The solenoid valve OFF-setting section 90 has a function of outputting a current (current 0 (zero)) adapted to switch the solenoid valves 200, 201 to an OFF-position. The solenoid valve ON-setting section 91 has a function of outputting a current adapted to switch the solenoid valves 200, 201 to an ON-position, i.e., a current adapted to excite the respective solenoids 200a, 201a of the solenoid valves 200, 201 and switch the valves 200, 201 to the ON-position.
If the attachment selection device 20 selects the mode in which the attachment is used (the attachment mode: ATT1 to ATT8), the attachment selection switch section 92 is switched to the ATT mode side (i.e., the solenoid valve OFF-setting section 90 side). The attachment selection switch section 92 outputs the current adapted to OFF-control (to switch to the OFF-position) the solenoid valves 200, 201 as an output of the attachment control section 212C. If the attachment selection device 20 selects the mode in which excavation is performed by use of the bucket (non-attachment mode: excavation), the attachment selection switch section 92 is switched to the side except the ATT mode (i.e., the solenoid valve ON-setting section 91 side). In addition, the attachment selection switch section 92 outputs the current adapted to ON-control (to switch to the ON-position) the solenoid valves 200, 201 as an output of the attachment control section 212C.
The other configurations are the same as those of the first embodiment.
A description is given of the operation of the embodiment configured as described above.

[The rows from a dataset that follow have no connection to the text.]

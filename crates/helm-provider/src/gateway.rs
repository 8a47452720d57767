// SPDX-License-Identifier: MIT OR Apache-2.0
//! The model gateway: retry, failover, streaming, structured tasks, and
//! history compaction over registered provider clients.

use crate::cancel::CancellationToken;
use crate::client::{ChatRequest, ProviderClient, RawCompletion, StreamEvent};
use crate::retry::backoff_delay;
use crate::schema::validate_shallow;
use crate::{ModelRef, ProviderError};
use helm_config::{ModelTiers, RetryConfig};
use helm_core::{ChatMessage, CostBreakdown, Role, TokenUsage, cost_for};
use serde_json::Value;
use std::collections::BTreeMap;
use std::sync::Arc;
use tokio::sync::mpsc;
use tracing::{info, warn};

/// One completion request as the orchestrator issues it.
#[derive(Debug, Clone)]
pub struct CompletionRequest {
    /// System prompt.
    pub system: Option<String>,
    /// Prior turns.
    pub history: Vec<ChatMessage>,
    /// Current user message.
    pub user: String,
    /// `provider/model` or bare model string.
    pub model: String,
    /// Fallback `provider/model`, tried after the primary is exhausted.
    pub fallback: Option<String>,
    /// Sampling temperature.
    pub temperature: Option<f64>,
    /// Output token cap.
    pub max_tokens: Option<u64>,
}

/// A served completion.
#[derive(Debug, Clone)]
pub struct Completion {
    /// Assistant text.
    pub response: String,
    /// Raw assistant message (tool-call encodings intact).
    pub raw_message: Value,
    /// Usage for this call.
    pub usage: TokenUsage,
    /// Cost for this call.
    pub cost: CostBreakdown,
    /// Model that actually served it (reflects failover).
    pub model: String,
    /// Provider that actually served it (reflects failover).
    pub provider: String,
}

/// Structured-task result.
#[derive(Debug, Clone)]
pub struct TaskResult {
    /// Parsed output object.
    pub output: Value,
    /// Usage for the call.
    pub usage: TokenUsage,
    /// Cost for the call.
    pub cost: CostBreakdown,
    /// Whether the output satisfied the schema's shallow checks.
    pub validated: bool,
}

/// Compaction result.
#[derive(Debug, Clone)]
pub struct CompactResult {
    /// The compacted history: one summary system turn + the preserved tail.
    pub messages: Vec<ChatMessage>,
    /// Usage spent producing the summary (zero when nothing was compacted).
    pub usage: TokenUsage,
    /// Turn count before compaction.
    pub original_count: usize,
    /// Turn count after compaction.
    pub compacted_count: usize,
}

/// Unified model gateway over registered provider clients.
pub struct ModelGateway {
    clients: BTreeMap<String, Arc<dyn ProviderClient>>,
    retry: RetryConfig,
    tiers: ModelTiers,
    default_provider: String,
}

impl std::fmt::Debug for ModelGateway {
    fn fmt(&self, f: &mut std::fmt::Formatter<'_>) -> std::fmt::Result {
        f.debug_struct("ModelGateway")
            .field("providers", &self.clients.keys().collect::<Vec<_>>())
            .field("retry", &self.retry)
            .finish_non_exhaustive()
    }
}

(1) At the time of selecting the non-attachment mode

If the attachment selection device 20 selects the excavation mode (the non-attachment mode), the pump upper-limit flow selection switch section 72 is switched to one (e.g. the ATT1 pump upper-limit flow rate 71b) of the pump upper-limit flow setting section group 71. In addition, the operation mode selection switch section 77 is switched to the side except the ATT mode. The proportional valve pressure calculation section 78 calculates proportional valve pressure by use of the pump upper-limit capacity calculated by the pump upper-limit capacity second calculation section 76. The pump proportional valve output calculated in the proportional valve output current calculation section 79 by use of the proportional valve pressure becomes the output of the control unit 12. Additionally, the attachment selection switch section 82 is switched to the solenoid valve ON-setting section 81 side. The solenoid directional control valve output adapted to ON-control the solenoid directional control valve 14 becomes the output of the control unit 12. If the solenoid directional control valve 14 is ON-controlled, the pilot line 14a is at a tank pressure. The directional control valve 15 is switched to the right position shown in the figure to allow the hydraulic lines 62a, 62b of the second actuator line 62 to communicate with each other. The attachment selection switch section 92 is switched to the solenoid valve ON-setting section 91 side, so that the solenoid directional control valve output adapted to ON-control the solenoid directional control valves 200, 201 becomes the output of the control unit 212. If the solenoid directional control valves 200, 201 are ON-controlled, the pilot lines 7a, 7b to which the operation pilot pressure of the control pedal device 7 is outputted are blocked. Thus, the tank pressure is led to the pressure-receiving portions 51a, 51b of the flow control valve B4.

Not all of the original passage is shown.